Review of Karl & Co

Karl & Co (1998–2001)
Humor is only skin deep - at least in Karl & Co
29 October 2009
I didn't catch much of the show during its original run in 1998, and even if I did, I wouldn't have understood it as I pretty young at the time.

Seeing the show in numerous reruns, it amazes me, in a weird way. The way its built up is extremely dull, predictable and at times stupid. It completely lacks touch with reality and doesn't have shred of credibility at times. Karl Reverud, the businessman who thinks too high of himself, repeatedly finds himself in situations way over his head, something that always has to end in him making a fool of himself, to everyone's amusement and his great irritation. It clearly conflicts with the life he leads. He has a large apartment in what's obviously a rich neighborhood and he's obviously had some financial success, but that can in no way be the same Karl as the one who's portrayed in the show.
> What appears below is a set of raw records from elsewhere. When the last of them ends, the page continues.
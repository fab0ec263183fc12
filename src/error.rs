//! Error taxonomy for the reserving pipeline
//!
//! Input-validation errors and configuration errors are rejected before any
//! computation runs. Insufficient-data conditions are NOT errors: they are
//! surfaced as explicit per-age markers by the estimator. A curve gap at
//! projection time is an internal invariant violation that aborts only the
//! affected origin period.

use rust_decimal::Decimal;
use thiserror::Error;

/// Errors produced by the loss-development pipeline
#[derive(Debug, Error)]
pub enum ReservingError {
    /// Aggregation basis string is neither "paid" nor "incurred"
    #[error("Unknown basis: {0} (expected \"paid\" or \"incurred\")")]
    InvalidBasis(String),

    /// Origin period or development age is negative
    #[error("Invalid period for claim record {record}: origin_period={origin_period}, development_age={development_age}")]
    InvalidPeriod {
        record: u64,
        origin_period: i64,
        development_age: i64,
    },

    /// Tail factor must be strictly positive
    #[error("Invalid tail configuration: tail factor {0} must be > 0")]
    InvalidTailConfig(Decimal),

    /// Smoothing decay rate must lie in (0, 1)
    #[error("Invalid smoothing configuration: decay rate {0} must be in (0, 1)")]
    InvalidDecayRate(Decimal),

    /// Minimum credible sample count must be at least 1
    #[error("Invalid credibility configuration: minimum sample count must be >= 1")]
    InvalidSampleCount,

    /// Factor override is not a positive ratio
    #[error("Invalid factor override at age {age}: {factor} must be > 0")]
    InvalidOverride { age: u32, factor: Decimal },

    /// Factor override keyed outside the curve horizon
    #[error("Factor override at age {age} is outside the curve horizon [1, {max_age}]")]
    OverrideOutOfRange { age: u32, max_age: u32 },

    /// Overrides must approach 1.0 with increasing age
    #[error("Non-monotonic factor override at age {age}: {factor} is further from 1.0 than the override at age {prior_age}")]
    NonMonotonicOverride {
        age: u32,
        factor: Decimal,
        prior_age: u32,
    },

    /// Selection curve has no factor for an age the projector needs.
    /// This violates the curve's total-function contract and is a defect,
    /// not a user error; the affected origin period is skipped.
    #[error("Missing selected factor at age {age} while projecting origin period {origin_period}")]
    MissingFactor { origin_period: i32, age: u32 },

    /// CSV record failed to parse or validate in strict mode
    #[error("Claim record {record} rejected: {reason}")]
    MalformedRecord { record: u64, reason: String },

    #[error("CSV error: {0}")]
    Csv(#[from] csv::Error),

    #[error("I/O error: {0}")]
    Io(#[from] std::io::Error),
}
The show is clearly cheap. It's built up in a simple way: The main stage is the main character's living room. His friends, acquaintances, neighbors and seemingly random people walk in and out of it, something he irritates himself over almost every time. There is laughter in the background so that anyone watching knows where the good jokes are, unfortunately they aren't. Any special effects, if they can be called special effects, are poorly made.

Still, there is something to this show that doesn't become apparent at first glance. The characters', especially Karl's personality, fits his character perfectly. Having studied introductory psychology myself, I immediately can identify his reactions to to various things that happen in the show. Whether this was intended by the script writers is unknown, but to me, it's quite interesting, especially in a show which in general is very poorly made.